Et la longue journée débute
sans savoir ni voir où te mènera son rut
jusqu’au soir, peut être dans le foin, ou dehors,
en tout cas ailleurs, un peu plus loin, un peu plus fort.

Et les longues rues, les longues avenues, bougent.
Les jeunes, les vieux crient, sans mouvement, dans le rouge
de leurs vies, toujours apeurés par l’agent fric,
de sécurité obnubilés garantie par l’agent flic.

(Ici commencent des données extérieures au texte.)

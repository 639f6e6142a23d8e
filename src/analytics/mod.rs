//! Run archives and reports

pub mod logger;
pub mod report;

pub use logger::RunArchive;
pub use report::generate_report;
//! Race domain types
//!
//! Horses, simulated bets, race status codes and the race result produced
//! by a simulated run.

pub mod shuffle;

use serde::{Deserialize, Serialize};
use std::fmt;

pub use shuffle::{RngShuffler, ScriptedShuffler, Shuffler};

/// Decimals of the ledger's native token (1 token = 10^12 units)
pub const TOKEN_DECIMALS: u32 = 12;

/// A horse taking part in the race
#[derive(Debug, Clone, PartialEq, Eq, Serialize, Deserialize)]
pub struct Horse {
    /// Horse id, starting at 1
    pub id: u32,
    /// Display name
    pub name: String,
}

impl Horse {
    pub fn new(id: u32, name: &str) -> Self {
        Self {
            id,
            name: name.to_string(),
        }
    }

    /// Name encoded the way the contract stores it
    pub fn name_bytes(&self) -> Vec<u8> {
        self.name.as_bytes().to_vec()
    }
}

/// A bet placed by the simulation script
#[derive(Debug, Clone, PartialEq, Eq, Serialize, Deserialize)]
pub struct SimulatedBet {
    /// Pair of horse ids the bet is placed on
    pub choice: [u32; 2],
    /// Amount in the smallest currency unit
    pub amount: u128,
}

impl SimulatedBet {
    pub fn new(first: u32, second: u32, amount: u128) -> Self {
        Self {
            choice: [first, second],
            amount,
        }
    }
}

/// Race status as stored by the contract
#[derive(Debug, Clone, Copy, PartialEq, Eq, Serialize, Deserialize)]
pub enum RaceStatus {
    Pending,
    Started,
    Finished,
}

impl RaceStatus {
    /// Numeric code sent to `setStatus`
    pub fn code(self) -> u8 {
        match self {
            RaceStatus::Pending => 0,
            RaceStatus::Started => 1,
            RaceStatus::Finished => 2,
        }
    }

    pub fn from_code(code: u8) -> Option<Self> {
        match code {
            0 => Some(RaceStatus::Pending),
            1 => Some(RaceStatus::Started),
            2 => Some(RaceStatus::Finished),
            _ => None,
        }
    }
}

impl fmt::Display for RaceStatus {
    fn fmt(&self, f: &mut fmt::Formatter<'_>) -> fmt::Result {
        let label = match self {
            RaceStatus::Pending => "Pending",
            RaceStatus::Started => "Started",
            RaceStatus::Finished => "Finished",
        };
        f.write_str(label)
    }
}

/// Final standings of a simulated race
#[derive(Debug, Clone, PartialEq, Eq, Serialize, Deserialize)]
pub struct RaceResult {
    pub first: Horse,
    pub second: Horse,
    pub third: Horse,
    /// Full finishing order
    pub all: Vec<Horse>,
}

impl RaceResult {
    /// Build a result from a finishing order. Returns `None` when fewer than
    /// three horses ran.
    pub fn from_order(all: Vec<Horse>) -> Option<Self> {
        if all.len() < 3 {
            return None;
        }
        Some(Self {
            first: all[0].clone(),
            second: all[1].clone(),
            third: all[2].clone(),
            all,
        })
    }

    /// The (first, second) id pair recorded as winners
    pub fn winning_pair(&self) -> (u32, u32) {
        (self.first.id, self.second.id)
    }
}

/// Horses used by the simulation script
pub fn default_horses() -> Vec<Horse> {
    vec![
        Horse::new(1, "Thunder Bolt"),
        Horse::new(2, "Silver Arrow"),
        Horse::new(3, "Golden Star"),
        Horse::new(4, "Dark Knight"),
        Horse::new(5, "Wild Spirit"),
        Horse::new(6, "Lucky Charm"),
    ]
}

/// Bets placed by the simulation script
pub fn default_bets() -> Vec<SimulatedBet> {
    vec![
        SimulatedBet::new(1, 2, 1_000_000_000_000),
        SimulatedBet::new(3, 4, 2_000_000_000_000),
        SimulatedBet::new(1, 5, 1_500_000_000_000),
    ]
}

/// Format an amount in smallest units as tokens with four decimals,
/// rounding half up.
pub fn format_tokens(amount: u128) -> String {
    let unit = 10u128.pow(TOKEN_DECIMALS);
    let step = unit / 10_000;
    let scaled = amount / step + u128::from(amount % step >= step / 2);
    format!("{}.{:04}", scaled / 10_000, scaled % 10_000)
}

#[cfg(test)]
mod tests {
    use super::*;

    #[test]
    fn test_status_codes() {
        for status in [RaceStatus::Pending, RaceStatus::Started, RaceStatus::Finished] {
            assert_eq!(RaceStatus::from_code(status.code()), Some(status));
        }
        assert_eq!(RaceStatus::from_code(7), None);
    }

    #[test]
    fn test_format_tokens() {
        assert_eq!(format_tokens(1_000_000_000_000), "1.0000");
        assert_eq!(format_tokens(1_500_000_000_000), "1.5000");
        assert_eq!(format_tokens(4_500_000_000_000 / 3), "1.5000");
        assert_eq!(format_tokens(0), "0.0000");
        assert_eq!(format_tokens(49_999_999), "0.0000");
        assert_eq!(format_tokens(50_000_000), "0.0001");
    }

    #[test]
    fn test_race_result_needs_three_horses() {
        let horses = default_horses();
        assert!(RaceResult::from_order(horses[..2].to_vec()).is_none());

        let result = RaceResult::from_order(horses.clone()).unwrap();
        assert_eq!(result.winning_pair(), (1, 2));
        assert_eq!(result.third.id, 3);
        assert_eq!(result.all.len(), 6);
    }
}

Et tu flippes malgré tout, au cas ou,
et tu raques ta vie comme un fou,
pour t’assurer de garder les sous
que ton patron a jeté près de nous.

Tu ramasses et dis merci
lorsque cela est pour moi folie,
de te voir esclave en vie,
de voir ta sève qui pourrit.

Et puis ces lambeaux, tristes restes,
encore beaux, mais toujours faux.
Et puis la honte de tes gestes
qui les rejettent au loin d’un rot.

Honte à toi
car tu ne le vois pas.
Honte à toi,
tu te changes en rat.

Honte à moi
de laisser faire cela.
Honte à moi
de croire en ta foi.

La honte dévorante
grimpe au-delà de ces sinistres rentes.
La honte dévore
jusqu’à l’intime des morts.
Cette honte infamante sur son char
assaillant tes sombres haillons noirs.